DATA FOR PROCESSING Start Marker
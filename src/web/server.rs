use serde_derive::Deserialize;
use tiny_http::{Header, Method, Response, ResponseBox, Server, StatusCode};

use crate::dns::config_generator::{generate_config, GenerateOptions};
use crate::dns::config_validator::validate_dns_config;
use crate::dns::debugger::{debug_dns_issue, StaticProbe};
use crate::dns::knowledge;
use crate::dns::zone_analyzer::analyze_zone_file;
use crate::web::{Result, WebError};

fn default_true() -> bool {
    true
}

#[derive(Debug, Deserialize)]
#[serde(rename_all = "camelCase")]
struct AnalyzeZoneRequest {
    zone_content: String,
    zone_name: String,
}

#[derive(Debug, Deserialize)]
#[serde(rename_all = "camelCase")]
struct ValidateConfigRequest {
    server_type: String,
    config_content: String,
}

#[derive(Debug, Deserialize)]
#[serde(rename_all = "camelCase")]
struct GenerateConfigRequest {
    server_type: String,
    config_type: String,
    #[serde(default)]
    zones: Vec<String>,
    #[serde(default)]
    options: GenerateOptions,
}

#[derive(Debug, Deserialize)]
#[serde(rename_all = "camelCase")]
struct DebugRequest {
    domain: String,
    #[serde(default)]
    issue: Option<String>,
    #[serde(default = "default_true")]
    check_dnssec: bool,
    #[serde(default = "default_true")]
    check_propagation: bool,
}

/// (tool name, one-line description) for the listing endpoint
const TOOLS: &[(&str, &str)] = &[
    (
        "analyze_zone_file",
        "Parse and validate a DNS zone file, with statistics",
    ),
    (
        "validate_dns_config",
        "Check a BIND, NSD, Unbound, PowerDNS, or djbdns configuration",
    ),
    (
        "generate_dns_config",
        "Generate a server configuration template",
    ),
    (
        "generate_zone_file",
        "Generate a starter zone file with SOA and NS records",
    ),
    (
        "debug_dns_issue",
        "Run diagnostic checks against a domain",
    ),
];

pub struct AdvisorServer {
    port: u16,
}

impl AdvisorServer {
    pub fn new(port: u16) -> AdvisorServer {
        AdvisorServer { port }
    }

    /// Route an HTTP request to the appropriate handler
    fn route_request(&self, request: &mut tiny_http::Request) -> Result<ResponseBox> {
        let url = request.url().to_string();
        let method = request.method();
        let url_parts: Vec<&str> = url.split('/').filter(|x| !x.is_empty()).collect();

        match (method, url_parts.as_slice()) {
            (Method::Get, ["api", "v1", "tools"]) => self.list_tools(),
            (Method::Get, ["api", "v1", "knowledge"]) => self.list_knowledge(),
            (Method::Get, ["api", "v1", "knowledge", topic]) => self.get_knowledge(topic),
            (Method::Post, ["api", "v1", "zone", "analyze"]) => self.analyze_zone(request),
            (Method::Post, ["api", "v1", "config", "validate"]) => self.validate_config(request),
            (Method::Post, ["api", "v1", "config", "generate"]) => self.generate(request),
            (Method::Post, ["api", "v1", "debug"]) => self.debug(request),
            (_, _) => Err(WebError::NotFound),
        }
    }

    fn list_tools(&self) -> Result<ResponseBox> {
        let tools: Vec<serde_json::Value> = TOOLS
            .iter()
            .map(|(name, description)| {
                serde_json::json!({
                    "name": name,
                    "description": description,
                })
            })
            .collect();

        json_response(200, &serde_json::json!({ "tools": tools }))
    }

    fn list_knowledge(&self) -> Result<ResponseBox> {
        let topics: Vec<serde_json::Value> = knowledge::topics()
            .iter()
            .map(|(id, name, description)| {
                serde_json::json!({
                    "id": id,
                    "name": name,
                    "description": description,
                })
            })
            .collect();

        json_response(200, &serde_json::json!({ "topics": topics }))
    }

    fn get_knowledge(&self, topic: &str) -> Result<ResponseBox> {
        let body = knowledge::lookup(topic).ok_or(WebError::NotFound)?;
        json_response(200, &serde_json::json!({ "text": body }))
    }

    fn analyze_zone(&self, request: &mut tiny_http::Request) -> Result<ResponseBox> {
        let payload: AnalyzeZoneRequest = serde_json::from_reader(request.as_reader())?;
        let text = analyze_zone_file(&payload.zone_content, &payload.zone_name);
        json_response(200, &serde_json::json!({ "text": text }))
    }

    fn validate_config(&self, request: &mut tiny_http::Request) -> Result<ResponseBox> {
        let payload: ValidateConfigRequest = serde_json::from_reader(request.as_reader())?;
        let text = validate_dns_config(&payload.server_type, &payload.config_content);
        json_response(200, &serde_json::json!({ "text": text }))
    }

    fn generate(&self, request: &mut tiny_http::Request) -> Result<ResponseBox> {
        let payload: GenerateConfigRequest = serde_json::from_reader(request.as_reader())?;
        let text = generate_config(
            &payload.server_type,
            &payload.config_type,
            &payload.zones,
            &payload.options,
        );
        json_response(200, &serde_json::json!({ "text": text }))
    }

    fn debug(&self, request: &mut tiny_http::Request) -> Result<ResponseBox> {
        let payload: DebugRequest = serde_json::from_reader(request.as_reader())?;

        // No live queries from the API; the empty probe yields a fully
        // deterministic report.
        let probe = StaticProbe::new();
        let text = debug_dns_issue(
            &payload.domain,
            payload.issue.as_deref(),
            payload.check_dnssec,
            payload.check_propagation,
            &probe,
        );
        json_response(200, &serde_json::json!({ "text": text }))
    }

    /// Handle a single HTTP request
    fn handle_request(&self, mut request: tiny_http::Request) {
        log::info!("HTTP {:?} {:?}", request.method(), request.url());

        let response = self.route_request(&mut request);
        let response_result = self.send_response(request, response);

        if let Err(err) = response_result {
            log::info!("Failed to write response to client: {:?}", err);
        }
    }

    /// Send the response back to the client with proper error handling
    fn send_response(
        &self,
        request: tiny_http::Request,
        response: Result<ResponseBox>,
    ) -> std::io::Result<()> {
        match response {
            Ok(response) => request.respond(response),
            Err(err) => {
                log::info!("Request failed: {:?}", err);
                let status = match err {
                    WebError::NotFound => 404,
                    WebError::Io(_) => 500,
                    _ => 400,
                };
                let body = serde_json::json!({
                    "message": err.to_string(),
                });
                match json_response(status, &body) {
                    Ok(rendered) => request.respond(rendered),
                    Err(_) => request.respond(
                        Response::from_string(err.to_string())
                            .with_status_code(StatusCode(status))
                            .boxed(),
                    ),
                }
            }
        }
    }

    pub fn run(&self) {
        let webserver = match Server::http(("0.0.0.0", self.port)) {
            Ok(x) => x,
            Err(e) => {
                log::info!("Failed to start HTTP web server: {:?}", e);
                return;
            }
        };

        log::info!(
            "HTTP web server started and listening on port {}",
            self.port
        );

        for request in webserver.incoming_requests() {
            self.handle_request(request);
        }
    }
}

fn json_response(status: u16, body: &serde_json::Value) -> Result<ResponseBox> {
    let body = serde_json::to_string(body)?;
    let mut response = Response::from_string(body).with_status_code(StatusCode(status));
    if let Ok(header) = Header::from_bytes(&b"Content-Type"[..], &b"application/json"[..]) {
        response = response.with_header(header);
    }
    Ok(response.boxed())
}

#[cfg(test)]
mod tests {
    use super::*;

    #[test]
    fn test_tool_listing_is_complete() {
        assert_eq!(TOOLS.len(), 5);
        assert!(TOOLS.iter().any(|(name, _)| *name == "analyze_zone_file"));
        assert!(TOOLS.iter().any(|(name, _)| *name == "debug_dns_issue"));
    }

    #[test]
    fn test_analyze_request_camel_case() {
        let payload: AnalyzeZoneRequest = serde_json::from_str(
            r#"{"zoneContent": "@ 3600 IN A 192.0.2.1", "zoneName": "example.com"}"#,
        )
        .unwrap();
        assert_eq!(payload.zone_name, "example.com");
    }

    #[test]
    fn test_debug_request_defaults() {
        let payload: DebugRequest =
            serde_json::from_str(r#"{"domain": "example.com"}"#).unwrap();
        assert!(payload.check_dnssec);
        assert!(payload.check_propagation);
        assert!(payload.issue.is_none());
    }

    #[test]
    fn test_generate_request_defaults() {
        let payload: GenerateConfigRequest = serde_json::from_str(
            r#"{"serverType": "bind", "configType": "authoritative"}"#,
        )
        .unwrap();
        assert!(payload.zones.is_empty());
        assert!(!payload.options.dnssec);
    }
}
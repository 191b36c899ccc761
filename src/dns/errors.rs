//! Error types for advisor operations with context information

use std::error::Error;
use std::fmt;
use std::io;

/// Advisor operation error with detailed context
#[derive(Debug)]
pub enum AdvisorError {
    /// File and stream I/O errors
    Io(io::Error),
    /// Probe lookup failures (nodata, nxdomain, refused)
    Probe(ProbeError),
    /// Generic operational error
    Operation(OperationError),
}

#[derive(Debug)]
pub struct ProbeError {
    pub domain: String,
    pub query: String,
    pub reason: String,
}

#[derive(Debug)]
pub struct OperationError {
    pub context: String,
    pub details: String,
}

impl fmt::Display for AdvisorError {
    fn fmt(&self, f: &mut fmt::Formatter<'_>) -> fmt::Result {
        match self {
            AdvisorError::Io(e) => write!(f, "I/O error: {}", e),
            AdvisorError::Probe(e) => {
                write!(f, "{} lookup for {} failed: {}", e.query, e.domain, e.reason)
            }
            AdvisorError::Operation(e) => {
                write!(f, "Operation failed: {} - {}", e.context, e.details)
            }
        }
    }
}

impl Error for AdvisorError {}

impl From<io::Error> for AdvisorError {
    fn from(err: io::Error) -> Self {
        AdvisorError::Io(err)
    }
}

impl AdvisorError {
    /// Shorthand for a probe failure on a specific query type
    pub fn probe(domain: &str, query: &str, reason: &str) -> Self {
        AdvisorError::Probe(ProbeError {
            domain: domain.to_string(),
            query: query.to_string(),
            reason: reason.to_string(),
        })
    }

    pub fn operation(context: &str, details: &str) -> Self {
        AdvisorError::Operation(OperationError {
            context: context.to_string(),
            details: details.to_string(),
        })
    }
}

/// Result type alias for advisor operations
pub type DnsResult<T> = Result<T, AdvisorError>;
DATA FOR PROCESSING End Marker
ASSIGNMENT =>
Filter the records above down to the lines containing "OperationError".

TASK ANSWER =>
    Operation(OperationError),
pub struct OperationError {
        AdvisorError::Operation(OperationError {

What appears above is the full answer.